[[ RECORDS open ]]

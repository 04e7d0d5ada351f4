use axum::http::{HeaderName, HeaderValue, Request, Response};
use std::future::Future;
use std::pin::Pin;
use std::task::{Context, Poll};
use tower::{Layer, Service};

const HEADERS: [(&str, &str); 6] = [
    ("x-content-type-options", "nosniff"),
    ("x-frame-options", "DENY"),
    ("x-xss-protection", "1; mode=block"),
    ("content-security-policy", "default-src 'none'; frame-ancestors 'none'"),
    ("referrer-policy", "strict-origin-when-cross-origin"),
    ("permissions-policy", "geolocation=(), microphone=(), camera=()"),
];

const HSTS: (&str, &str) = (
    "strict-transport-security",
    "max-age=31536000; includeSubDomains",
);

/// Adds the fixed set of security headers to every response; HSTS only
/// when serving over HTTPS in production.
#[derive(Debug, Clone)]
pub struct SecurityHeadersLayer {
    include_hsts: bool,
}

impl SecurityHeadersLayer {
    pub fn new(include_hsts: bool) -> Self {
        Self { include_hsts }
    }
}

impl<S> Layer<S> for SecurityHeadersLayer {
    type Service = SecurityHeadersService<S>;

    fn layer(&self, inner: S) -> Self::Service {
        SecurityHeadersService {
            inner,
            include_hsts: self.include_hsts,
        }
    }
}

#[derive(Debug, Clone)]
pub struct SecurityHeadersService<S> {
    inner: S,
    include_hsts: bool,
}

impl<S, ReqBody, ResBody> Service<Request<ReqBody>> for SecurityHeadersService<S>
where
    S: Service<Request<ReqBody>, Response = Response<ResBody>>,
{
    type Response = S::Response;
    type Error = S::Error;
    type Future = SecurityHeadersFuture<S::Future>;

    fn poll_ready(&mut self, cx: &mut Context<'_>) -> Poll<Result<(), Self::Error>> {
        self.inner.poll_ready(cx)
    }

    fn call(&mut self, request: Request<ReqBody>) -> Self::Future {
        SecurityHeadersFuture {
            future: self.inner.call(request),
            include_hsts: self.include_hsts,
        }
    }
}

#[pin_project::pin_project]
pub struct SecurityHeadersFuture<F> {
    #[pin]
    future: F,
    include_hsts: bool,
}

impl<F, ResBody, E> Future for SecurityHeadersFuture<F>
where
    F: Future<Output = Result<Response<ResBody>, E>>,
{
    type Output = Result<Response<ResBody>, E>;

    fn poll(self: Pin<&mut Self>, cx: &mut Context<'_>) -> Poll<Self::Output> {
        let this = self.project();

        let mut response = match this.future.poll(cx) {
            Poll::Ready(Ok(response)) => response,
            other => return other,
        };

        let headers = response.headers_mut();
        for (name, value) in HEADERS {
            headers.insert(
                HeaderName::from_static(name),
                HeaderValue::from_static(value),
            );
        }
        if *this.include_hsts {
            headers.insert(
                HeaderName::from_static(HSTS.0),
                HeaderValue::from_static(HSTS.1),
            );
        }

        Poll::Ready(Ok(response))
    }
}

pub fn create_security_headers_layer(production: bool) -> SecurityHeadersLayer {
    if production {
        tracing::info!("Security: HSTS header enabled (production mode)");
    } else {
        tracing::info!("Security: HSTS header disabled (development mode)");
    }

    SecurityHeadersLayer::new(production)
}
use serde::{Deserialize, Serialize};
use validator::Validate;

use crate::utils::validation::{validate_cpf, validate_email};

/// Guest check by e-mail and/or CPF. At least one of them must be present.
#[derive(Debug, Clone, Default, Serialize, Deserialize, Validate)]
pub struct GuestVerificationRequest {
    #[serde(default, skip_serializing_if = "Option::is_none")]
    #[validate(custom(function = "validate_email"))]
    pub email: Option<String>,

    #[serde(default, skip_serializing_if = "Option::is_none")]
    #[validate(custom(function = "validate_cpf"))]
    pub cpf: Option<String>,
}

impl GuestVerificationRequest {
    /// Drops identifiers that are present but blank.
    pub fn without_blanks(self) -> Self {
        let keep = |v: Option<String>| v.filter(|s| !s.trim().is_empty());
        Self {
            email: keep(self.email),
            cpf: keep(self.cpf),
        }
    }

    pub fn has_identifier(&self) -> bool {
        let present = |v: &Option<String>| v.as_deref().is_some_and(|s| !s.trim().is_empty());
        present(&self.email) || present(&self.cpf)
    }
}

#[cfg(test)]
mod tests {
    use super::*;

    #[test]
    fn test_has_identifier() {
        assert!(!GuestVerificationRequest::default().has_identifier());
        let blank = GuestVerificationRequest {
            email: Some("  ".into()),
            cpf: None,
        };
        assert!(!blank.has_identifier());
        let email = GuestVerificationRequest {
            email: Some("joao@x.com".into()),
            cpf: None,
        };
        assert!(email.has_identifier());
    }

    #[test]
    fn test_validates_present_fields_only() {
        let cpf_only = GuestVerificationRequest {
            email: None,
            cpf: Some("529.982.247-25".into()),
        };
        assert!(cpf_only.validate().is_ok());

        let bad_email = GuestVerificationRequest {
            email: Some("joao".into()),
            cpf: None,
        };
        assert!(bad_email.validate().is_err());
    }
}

[[ RECORDS closed ]]

*WHAT YOU HAVE TO DO*. Each line of the data above needs to be returned exactly.

*OUTPUT FOR THIS EXERCISE*.
repository 04e7d0d5ada351f4
use axum::http::{HeaderName, HeaderValue, Request, Response};
use std::future::Future;
use std::pin::Pin;
use std::task::{Context, Poll};
use tower::{Layer, Service};

const HEADERS: [(&str, &str); 6] = [
    ("x-content-type-options", "nosniff"),
    ("x-frame-options", "DENY"),
    ("x-xss-protection", "1; mode=block"),
    ("content-security-policy", "default-src 'none'; frame-ancestors 'none'"),
    ("referrer-policy", "strict-origin-when-cross-origin"),
    ("permissions-policy", "geolocation=(), microphone=(), camera=()"),
];

const HSTS: (&str, &str) = (
    "strict-transport-security",
    "max-age=31536000; includeSubDomains",
);

/// Adds the fixed set of security headers to every response; HSTS only
/// when serving over HTTPS in production.
#[derive(Debug, Clone)]
pub struct SecurityHeadersLayer {
    include_hsts: bool,
}

impl SecurityHeadersLayer {
    pub fn new(include_hsts: bool) -> Self {
        Self { include_hsts }
    }
}

impl<S> Layer<S> for SecurityHeadersLayer {
    type Service = SecurityHeadersService<S>;

    fn layer(&self, inner: S) -> Self::Service {
        SecurityHeadersService {
            inner,
            include_hsts: self.include_hsts,
        }
    }
}

#[derive(Debug, Clone)]
pub struct SecurityHeadersService<S> {
    inner: S,
    include_hsts: bool,
}

impl<S, ReqBody, ResBody> Service<Request<ReqBody>> for SecurityHeadersService<S>
where
    S: Service<Request<ReqBody>, Response = Response<ResBody>>,
{
    type Response = S::Response;
    type Error = S::Error;
    type Future = SecurityHeadersFuture<S::Future>;

    fn poll_ready(&mut self, cx: &mut Context<'_>) -> Poll<Result<(), Self::Error>> {
        self.inner.poll_ready(cx)
    }

    fn call(&mut self, request: Request<ReqBody>) -> Self::Future {
        SecurityHeadersFuture {
            future: self.inner.call(request),
            include_hsts: self.include_hsts,
        }
    }
}

#[pin_project::pin_project]
pub struct SecurityHeadersFuture<F> {
    #[pin]
    future: F,
    include_hsts: bool,
}

impl<F, ResBody, E> Future for SecurityHeadersFuture<F>
where
    F: Future<Output = Result<Response<ResBody>, E>>,
{
    type Output = Result<Response<ResBody>, E>;

    fn poll(self: Pin<&mut Self>, cx: &mut Context<'_>) -> Poll<Self::Output> {
        let this = self.project();

        let mut response = match this.future.poll(cx) {
            Poll::Ready(Ok(response)) => response,
            other => return other,
        };

        let headers = response.headers_mut();
        for (name, value) in HEADERS {
            headers.insert(
                HeaderName::from_static(name),
                HeaderValue::from_static(value),
            );
        }
        if *this.include_hsts {
            headers.insert(
                HeaderName::from_static(HSTS.0),
                HeaderValue::from_static(HSTS.1),
            );
        }

        Poll::Ready(Ok(response))
    }
}

pub fn create_security_headers_layer(production: bool) -> SecurityHeadersLayer {
    if production {
        tracing::info!("Security: HSTS header enabled (production mode)");
    } else {
        tracing::info!("Security: HSTS header disabled (development mode)");
    }

    SecurityHeadersLayer::new(production)
}
use serde::{Deserialize, Serialize};
use validator::Validate;

use crate::utils::validation::{validate_cpf, validate_email};

/// Guest check by e-mail and/or CPF. At least one of them must be present.
#[derive(Debug, Clone, Default, Serialize, Deserialize, Validate)]
pub struct GuestVerificationRequest {
    #[serde(default, skip_serializing_if = "Option::is_none")]
    #[validate(custom(function = "validate_email"))]
    pub email: Option<String>,

    #[serde(default, skip_serializing_if = "Option::is_none")]
    #[validate(custom(function = "validate_cpf"))]
    pub cpf: Option<String>,
}

impl GuestVerificationRequest {
    /// Drops identifiers that are present but blank.
    pub fn without_blanks(self) -> Self {
        let keep = |v: Option<String>| v.filter(|s| !s.trim().is_empty());
        Self {
            email: keep(self.email),
            cpf: keep(self.cpf),
        }
    }

    pub fn has_identifier(&self) -> bool {
        let present = |v: &Option<String>| v.as_deref().is_some_and(|s| !s.trim().is_empty());
        present(&self.email) || present(&self.cpf)
    }
}

#[cfg(test)]
mod tests {
    use super::*;

    #[test]
    fn test_has_identifier() {
        assert!(!GuestVerificationRequest::default().has_identifier());
        let blank = GuestVerificationRequest {
            email: Some("  ".into()),
            cpf: None,
        };
        assert!(!blank.has_identifier());
        let email = GuestVerificationRequest {
            email: Some("joao@x.com".into()),
            cpf: None,
        };
        assert!(email.has_identifier());
    }

    #[test]
    fn test_validates_present_fields_only() {
        let cpf_only = GuestVerificationRequest {
            email: None,
            cpf: Some("529.982.247-25".into()),
        };
        assert!(cpf_only.validate().is_ok());

        let bad_email = GuestVerificationRequest {
            email: Some("joao".into()),
            cpf: None,
        };
        assert!(bad_email.validate().is_err());
    }
}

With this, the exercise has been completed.